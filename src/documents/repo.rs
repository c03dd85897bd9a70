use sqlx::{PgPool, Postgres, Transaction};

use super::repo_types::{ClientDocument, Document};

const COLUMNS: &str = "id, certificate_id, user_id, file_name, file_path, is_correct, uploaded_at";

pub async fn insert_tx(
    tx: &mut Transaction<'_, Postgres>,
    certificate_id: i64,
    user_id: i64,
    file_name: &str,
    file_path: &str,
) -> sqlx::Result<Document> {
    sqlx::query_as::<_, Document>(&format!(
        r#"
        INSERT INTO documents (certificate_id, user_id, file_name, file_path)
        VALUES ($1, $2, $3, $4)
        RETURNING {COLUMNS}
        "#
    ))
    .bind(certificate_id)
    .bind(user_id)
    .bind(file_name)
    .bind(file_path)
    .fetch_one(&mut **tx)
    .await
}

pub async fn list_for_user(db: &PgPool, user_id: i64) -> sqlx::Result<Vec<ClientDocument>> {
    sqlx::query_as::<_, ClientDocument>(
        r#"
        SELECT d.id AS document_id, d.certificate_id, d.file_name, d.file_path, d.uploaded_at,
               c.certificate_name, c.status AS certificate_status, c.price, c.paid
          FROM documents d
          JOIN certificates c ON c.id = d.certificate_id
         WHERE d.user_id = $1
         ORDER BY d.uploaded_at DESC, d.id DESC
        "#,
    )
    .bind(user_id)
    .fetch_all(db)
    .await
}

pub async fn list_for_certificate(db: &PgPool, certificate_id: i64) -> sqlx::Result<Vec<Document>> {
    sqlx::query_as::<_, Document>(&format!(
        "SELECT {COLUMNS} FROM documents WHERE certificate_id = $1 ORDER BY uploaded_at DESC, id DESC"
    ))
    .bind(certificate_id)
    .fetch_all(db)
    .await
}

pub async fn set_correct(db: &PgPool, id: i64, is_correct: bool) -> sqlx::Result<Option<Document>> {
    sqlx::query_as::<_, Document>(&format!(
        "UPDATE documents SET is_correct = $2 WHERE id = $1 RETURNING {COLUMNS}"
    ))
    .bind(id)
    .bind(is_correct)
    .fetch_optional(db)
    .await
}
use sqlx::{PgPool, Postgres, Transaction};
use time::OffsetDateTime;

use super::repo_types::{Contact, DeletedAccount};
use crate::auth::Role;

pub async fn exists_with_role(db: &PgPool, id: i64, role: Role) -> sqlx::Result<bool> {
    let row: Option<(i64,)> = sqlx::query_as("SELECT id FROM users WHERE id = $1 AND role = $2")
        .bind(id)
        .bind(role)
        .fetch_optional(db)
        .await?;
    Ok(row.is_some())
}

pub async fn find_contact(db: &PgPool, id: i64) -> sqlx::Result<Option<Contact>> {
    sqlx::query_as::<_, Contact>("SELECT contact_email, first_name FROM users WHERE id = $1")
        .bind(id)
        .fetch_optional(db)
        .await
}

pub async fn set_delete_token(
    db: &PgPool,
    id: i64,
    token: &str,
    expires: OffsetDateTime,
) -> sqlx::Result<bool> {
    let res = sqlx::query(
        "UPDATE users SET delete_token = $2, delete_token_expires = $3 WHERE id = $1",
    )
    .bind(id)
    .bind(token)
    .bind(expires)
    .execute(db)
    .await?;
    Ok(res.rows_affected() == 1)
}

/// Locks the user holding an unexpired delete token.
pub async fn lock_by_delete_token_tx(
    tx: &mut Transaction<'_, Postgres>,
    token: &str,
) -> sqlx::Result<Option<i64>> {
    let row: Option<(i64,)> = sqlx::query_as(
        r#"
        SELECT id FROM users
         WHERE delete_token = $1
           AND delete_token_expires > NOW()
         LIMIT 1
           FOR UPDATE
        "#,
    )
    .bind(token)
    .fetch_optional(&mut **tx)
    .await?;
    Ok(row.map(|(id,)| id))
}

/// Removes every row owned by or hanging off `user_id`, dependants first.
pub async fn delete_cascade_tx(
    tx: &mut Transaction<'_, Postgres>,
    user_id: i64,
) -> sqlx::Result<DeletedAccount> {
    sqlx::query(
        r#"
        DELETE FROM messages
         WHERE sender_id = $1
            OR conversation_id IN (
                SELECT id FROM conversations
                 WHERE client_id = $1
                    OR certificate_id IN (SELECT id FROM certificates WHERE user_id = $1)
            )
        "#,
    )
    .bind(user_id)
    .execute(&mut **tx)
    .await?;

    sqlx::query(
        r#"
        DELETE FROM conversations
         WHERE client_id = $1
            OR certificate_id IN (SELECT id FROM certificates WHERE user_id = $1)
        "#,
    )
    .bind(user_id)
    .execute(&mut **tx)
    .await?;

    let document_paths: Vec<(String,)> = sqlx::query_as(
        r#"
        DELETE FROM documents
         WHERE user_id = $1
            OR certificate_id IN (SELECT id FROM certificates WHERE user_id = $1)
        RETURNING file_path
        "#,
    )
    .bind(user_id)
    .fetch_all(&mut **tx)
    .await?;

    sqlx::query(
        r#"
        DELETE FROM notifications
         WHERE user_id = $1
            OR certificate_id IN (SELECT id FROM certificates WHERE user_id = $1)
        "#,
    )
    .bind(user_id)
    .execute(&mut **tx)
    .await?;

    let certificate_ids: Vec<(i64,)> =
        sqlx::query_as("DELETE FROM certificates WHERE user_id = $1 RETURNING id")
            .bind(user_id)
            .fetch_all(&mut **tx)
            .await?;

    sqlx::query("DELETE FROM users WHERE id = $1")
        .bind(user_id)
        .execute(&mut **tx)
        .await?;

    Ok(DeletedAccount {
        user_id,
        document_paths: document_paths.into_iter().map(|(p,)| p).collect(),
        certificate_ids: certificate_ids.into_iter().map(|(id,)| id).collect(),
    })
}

**Your instructions**
Each record shown above is to be given again exactly.

**Expected answer**
filename src/documents/repo.rs
repository c03dd85897bd9a70
use sqlx::{PgPool, Postgres, Transaction};

use super::repo_types::{ClientDocument, Document};

const COLUMNS: &str = "id, certificate_id, user_id, file_name, file_path, is_correct, uploaded_at";

pub async fn insert_tx(
    tx: &mut Transaction<'_, Postgres>,
    certificate_id: i64,
    user_id: i64,
    file_name: &str,
    file_path: &str,
) -> sqlx::Result<Document> {
    sqlx::query_as::<_, Document>(&format!(
        r#"
        INSERT INTO documents (certificate_id, user_id, file_name, file_path)
        VALUES ($1, $2, $3, $4)
        RETURNING {COLUMNS}
        "#
    ))
    .bind(certificate_id)
    .bind(user_id)
    .bind(file_name)
    .bind(file_path)
    .fetch_one(&mut **tx)
    .await
}

pub async fn list_for_user(db: &PgPool, user_id: i64) -> sqlx::Result<Vec<ClientDocument>> {
    sqlx::query_as::<_, ClientDocument>(
        r#"
        SELECT d.id AS document_id, d.certificate_id, d.file_name, d.file_path, d.uploaded_at,
               c.certificate_name, c.status AS certificate_status, c.price, c.paid
          FROM documents d
          JOIN certificates c ON c.id = d.certificate_id
         WHERE d.user_id = $1
         ORDER BY d.uploaded_at DESC, d.id DESC
        "#,
    )
    .bind(user_id)
    .fetch_all(db)
    .await
}

pub async fn list_for_certificate(db: &PgPool, certificate_id: i64) -> sqlx::Result<Vec<Document>> {
    sqlx::query_as::<_, Document>(&format!(
        "SELECT {COLUMNS} FROM documents WHERE certificate_id = $1 ORDER BY uploaded_at DESC, id DESC"
    ))
    .bind(certificate_id)
    .fetch_all(db)
    .await
}

pub async fn set_correct(db: &PgPool, id: i64, is_correct: bool) -> sqlx::Result<Option<Document>> {
    sqlx::query_as::<_, Document>(&format!(
        "UPDATE documents SET is_correct = $2 WHERE id = $1 RETURNING {COLUMNS}"
    ))
    .bind(id)
    .bind(is_correct)
    .fetch_optional(db)
    .await
}
use sqlx::{PgPool, Postgres, Transaction};
use time::OffsetDateTime;

use super::repo_types::{Contact, DeletedAccount};
use crate::auth::Role;

pub async fn exists_with_role(db: &PgPool, id: i64, role: Role) -> sqlx::Result<bool> {
    let row: Option<(i64,)> = sqlx::query_as("SELECT id FROM users WHERE id = $1 AND role = $2")
        .bind(id)
        .bind(role)
        .fetch_optional(db)
        .await?;
    Ok(row.is_some())
}

pub async fn find_contact(db: &PgPool, id: i64) -> sqlx::Result<Option<Contact>> {
    sqlx::query_as::<_, Contact>("SELECT contact_email, first_name FROM users WHERE id = $1")
        .bind(id)
        .fetch_optional(db)
        .await
}

pub async fn set_delete_token(
    db: &PgPool,
    id: i64,
    token: &str,
    expires: OffsetDateTime,
) -> sqlx::Result<bool> {
    let res = sqlx::query(
        "UPDATE users SET delete_token = $2, delete_token_expires = $3 WHERE id = $1",
    )
    .bind(id)
    .bind(token)
    .bind(expires)
    .execute(db)
    .await?;
    Ok(res.rows_affected() == 1)
}

/// Locks the user holding an unexpired delete token.
pub async fn lock_by_delete_token_tx(
    tx: &mut Transaction<'_, Postgres>,
    token: &str,
) -> sqlx::Result<Option<i64>> {
    let row: Option<(i64,)> = sqlx::query_as(
        r#"
        SELECT id FROM users
         WHERE delete_token = $1
           AND delete_token_expires > NOW()
         LIMIT 1
           FOR UPDATE
        "#,
    )
    .bind(token)
    .fetch_optional(&mut **tx)
    .await?;
    Ok(row.map(|(id,)| id))
}

/// Removes every row owned by or hanging off `user_id`, dependants first.
pub async fn delete_cascade_tx(
    tx: &mut Transaction<'_, Postgres>,
    user_id: i64,
) -> sqlx::Result<DeletedAccount> {
    sqlx::query(
        r#"
        DELETE FROM messages
         WHERE sender_id = $1
            OR conversation_id IN (
                SELECT id FROM conversations
                 WHERE client_id = $1
                    OR certificate_id IN (SELECT id FROM certificates WHERE user_id = $1)
            )
        "#,
    )
    .bind(user_id)
    .execute(&mut **tx)
    .await?;

    sqlx::query(
        r#"
        DELETE FROM conversations
         WHERE client_id = $1
            OR certificate_id IN (SELECT id FROM certificates WHERE user_id = $1)
        "#,
    )
    .bind(user_id)
    .execute(&mut **tx)
    .await?;

    let document_paths: Vec<(String,)> = sqlx::query_as(
        r#"
        DELETE FROM documents
         WHERE user_id = $1
            OR certificate_id IN (SELECT id FROM certificates WHERE user_id = $1)
        RETURNING file_path
        "#,
    )
    .bind(user_id)
    .fetch_all(&mut **tx)
    .await?;

    sqlx::query(
        r#"
        DELETE FROM notifications
         WHERE user_id = $1
            OR certificate_id IN (SELECT id FROM certificates WHERE user_id = $1)
        "#,
    )
    .bind(user_id)
    .execute(&mut **tx)
    .await?;

    let certificate_ids: Vec<(i64,)> =
        sqlx::query_as("DELETE FROM certificates WHERE user_id = $1 RETURNING id")
            .bind(user_id)
            .fetch_all(&mut **tx)
            .await?;

    sqlx::query("DELETE FROM users WHERE id = $1")
        .bind(user_id)
        .execute(&mut **tx)
        .await?;

    Ok(DeletedAccount {
        user_id,
        document_paths: document_paths.into_iter().map(|(p,)| p).collect(),
        certificate_ids: certificate_ids.into_iter().map(|(id,)| id).collect(),
    })
}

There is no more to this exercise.